The young man, who has been working as a miner all his adult life, said the attack was indelibly etched in his memory.
Paton recalled that on the night of Tuesday, July 18, he and the other miners packed up the camp and retired to their hammocks to sleep. He said that it was around 3.30 am to 4 am that he heard noises but thought one of the miners was walking around in the camp. “After I thought that I just hear like bang, bang, rapid fire like, and we like jump,” Paton said.
Paton said the first person he saw them shoot was Solomon. “I see he get shoot to his head and then like they firing all over the place. I get hit in my hand first, cause my hand was resting on top my head,” he explained adding that other miners leapt out of their hammocks and made a run for the bushes. He said Moses who was near to him got up and ran but was shot in his back. “After he get shoot he made a set of noise and that was it,” Paton said. “I had to play dead too cause I couldn’t have run. I did done get shoot in my legs.”

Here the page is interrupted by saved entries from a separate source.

//! The wishlist page.

use axum::{
    Form, Json,
    response::{IntoResponse, Response},
};
use premium_tech_core::{Notification, NotificationSink, Route};
use tracing::instrument;

use crate::error::{AppError, Result};
use crate::middleware::RequireShopper;
use crate::toast::Toasts;
use crate::views::WishlistView;

use super::{ProductForm, redirect, settle};

/// Display the saved items.
#[instrument(skip_all)]
pub async fn show(RequireShopper(arrival): RequireShopper) -> Response {
    if arrival.pending.is_some() {
        let shopper = settle(arrival);
        return redirect(&shopper.navigate(Route::Wishlist)).into_response();
    }

    Json(WishlistView::new(&arrival.shopper)).into_response()
}

/// Add a saved item to the cart, by way of the shop.
///
/// The item stays in the wishlist.
#[instrument(skip_all, fields(product_id = %form.product_id))]
pub async fn add_to_cart(
    RequireShopper(arrival): RequireShopper,
    Form(form): Form<ProductForm>,
) -> Result<impl IntoResponse> {
    let shopper = settle(arrival);
    let item = shopper
        .wishlist()
        .get(form.product_id)
        .ok_or_else(|| AppError::NotFound(format!("wishlist item {}", form.product_id)))?;

    let mut toasts = Toasts::new();
    toasts.notify(Notification::added_to_cart(item));

    let navigation = shopper.navigate_with_addition(Route::Shop, item);
    Ok((toasts, redirect(&navigation)))
}

/// Remove an item from the wishlist.
#[instrument(skip_all, fields(product_id = %form.product_id))]
pub async fn remove(
    RequireShopper(arrival): RequireShopper,
    Form(form): Form<ProductForm>,
) -> impl IntoResponse {
    let shopper = settle(arrival);

    let mut toasts = Toasts::new();
    if shopper.wishlist().contains(form.product_id) {
        toasts.notify(Notification::removed_from_wishlist());
    }
    let shopper = shopper.remove_from_wishlist(form.product_id);
    (toasts, redirect(&shopper.navigate(Route::Wishlist)))
}
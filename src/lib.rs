//! Soseg - a sorted sum tree for weighted selection.
//!
//! Entries are `(key, weight)` pairs kept in key order. Each entry owns the
//! half-open range `[offset, offset + weight)`, where offset is the sum of
//! the weights of all smaller keys, so the ranges tile `[0, total)`. The
//! tree answers "where does this key start?" and "which key covers this
//! point?" in time proportional to its height.
//!
//! # Quick Start
//!
//! ```
//! use soseg::WeightedIndex;
//!
//! let mut stake = WeightedIndex::new();
//! stake.put("ana", 10);
//! stake.put("bo", 30);
//! stake.put("di", 60);
//!
//! // bo owns points 10..40
//! assert_eq!(stake.get(&"bo"), Some((30, 10)));
//! assert_eq!(stake.find(39), Some(&"bo"));
//!
//! // Reproducible weighted pick from a seed
//! let leader = stake.draw(b"epoch 7").unwrap();
//! assert!(stake.contains_key(leader));
//! ```

pub mod sample;
pub mod tree;

pub use sample::point_from_seed;
pub use tree::Iter;
pub use tree::WeightedIndex;
//! `cms backup` and `cms restore`.

use anyhow::Result;
use clap::Args;
use std::path::PathBuf;

use super::common::{CommandContext, read_text, write_output};
use crate::backup::{ContentBackup, backup_content, restore_content};

#[derive(Args)]
pub struct BackupCommand {
    /// Content item id
    id: i64,

    /// Write to a file instead of stdout.
    #[arg(short, long)]
    output: Option<PathBuf>,
}

impl BackupCommand {
    pub async fn execute(self, ctx: &CommandContext) -> Result<()> {
        let backup = backup_content(ctx.services(), self.id)?;
        write_output(self.output.as_deref(), &backup.to_json()?).await
    }
}

#[derive(Args)]
pub struct RestoreCommand {
    /// Backup document produced by `cms backup`
    file: PathBuf,

    /// Course receiving the restored item.
    #[arg(long, default_value_t = 1)]
    course: i64,
}

impl RestoreCommand {
    pub async fn execute(self, ctx: &mut CommandContext) -> Result<()> {
        let backup = ContentBackup::from_json(&read_text(&self.file).await?)?;
        let restored = restore_content(ctx.services(), &backup, self.course)?;
        ctx.save().await?;
        let origin = if restored.type_created {
            "new type"
        } else {
            "existing type"
        };
        println!(
            "✅ Restored content item {} '{}' ({origin} {})",
            restored.item.id, restored.item.name, restored.content_type.id
        );
        Ok(())
    }
}
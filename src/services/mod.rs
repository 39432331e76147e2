//! External collaborators and the [`Services`] bundle.
//!
//! The engine reaches the host platform only through the traits in this module
//! plus the [`Store`] and [`ContentCache`]. Every data source instance is handed
//! a [`Services`] handle, a cheap clone of shared `Arc`s, so implementations can
//! be swapped wholesale (in-memory for the CLI and tests, host-backed elsewhere).

pub mod fields;
pub mod files;
pub mod roles;
pub mod snapshot;

use std::sync::Arc;

use crate::cache::{ContentCache, MemoryContentCache, NoopContentCache};
use crate::config::{GlobalConfig, SiteConfig};
use crate::core::RegistryError;
use crate::datasource::DataSourceRegistry;
use crate::store::Store;
use crate::templating::{TemplateEngine, TeraEngine};

pub use fields::{CustomFieldHandler, FieldDefinition, FieldKind, MemoryFieldHandler};
pub use files::{FileArea, FileStorage, MemoryFileStorage, StoredFile};
pub use roles::{MemoryRoleProvider, Role, RoleProvider, UserProfile};
pub use snapshot::{Snapshot, Workspace};

/// Context id under which type-level files are stored.
pub const SYSTEM_CONTEXT_ID: i64 = 1;

/// Handles to every collaborator the engine uses.
#[derive(Clone)]
pub struct Services {
    pub store: Store,
    pub cache: Arc<dyn ContentCache>,
    pub fields: Arc<dyn CustomFieldHandler>,
    pub roles: Arc<dyn RoleProvider>,
    pub files: Arc<dyn FileStorage>,
    pub templates: Arc<dyn TemplateEngine>,
    pub site: SiteConfig,
    pub registry: Arc<DataSourceRegistry>,
}

impl Services {
    /// Fully in-memory services with the built-in data sources registered.
    pub fn in_memory(config: &GlobalConfig) -> Result<Self, RegistryError> {
        let registry = DataSourceRegistry::with_builtins();
        registry.register()?;
        Ok(Self {
            store: Store::in_memory(),
            cache: cache_for(config),
            fields: Arc::new(MemoryFieldHandler::new()),
            roles: Arc::new(MemoryRoleProvider::new()),
            files: Arc::new(MemoryFileStorage::new()),
            templates: Arc::new(TeraEngine::default()),
            site: config.site.clone(),
            registry: Arc::new(registry),
        })
    }
}

/// Content cache honouring `[cache] enabled`.
pub fn cache_for(config: &GlobalConfig) -> Arc<dyn ContentCache> {
    if config.cache.enabled {
        Arc::new(MemoryContentCache::new())
    } else {
        tracing::debug!("Content cache disabled by configuration");
        Arc::new(NoopContentCache)
    }
}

He said it was hard to see them murdered. “Them man were like brothers to me cause we all work together so you feel it,” he added.
Meanwhile, another of the survivors who arrived from Port Kaituma to visit Paton at GPH, expressed how disappointed he was with the government for not providing security for them in Guyana, which made the miners migrate to Venezuela for work. “We miners need security, if we can get police or army patrol in Guyana. If we did get that here we would have never left to go Venezuela, the government have to do better for small miners,” the survivor who requested anonymity said.
The mother of Moses, Una Moses, when contacted by Stabroek News yesterday morning, was heartbroken over her eldest son’s death. “My heart is just crying out. I am heartbroken that I lose him. Now I only have four children,” she cried out over the phone.
Una said that she had not seen her son since last November, when he left Port Kaituma. She said she was a single parent, trying to raise Moses’s younger siblings, and he would send money for her. Una said she was very dependent on her son and now that he is gone she does not know what she will do.
The mother of the dead miner said that a post-mortem examination was yet to be conducted, but while identifying her son’s body, she was told by the police that he was shot in his back and the bullet exited through his stomach.
In recent days local police have been addressing raids in the Cuyuni area by foreign-speaking gunmen. Observers noted that with the deep economic crisis in Venezuela, there could likely be a surge in cross-border attacks on miners.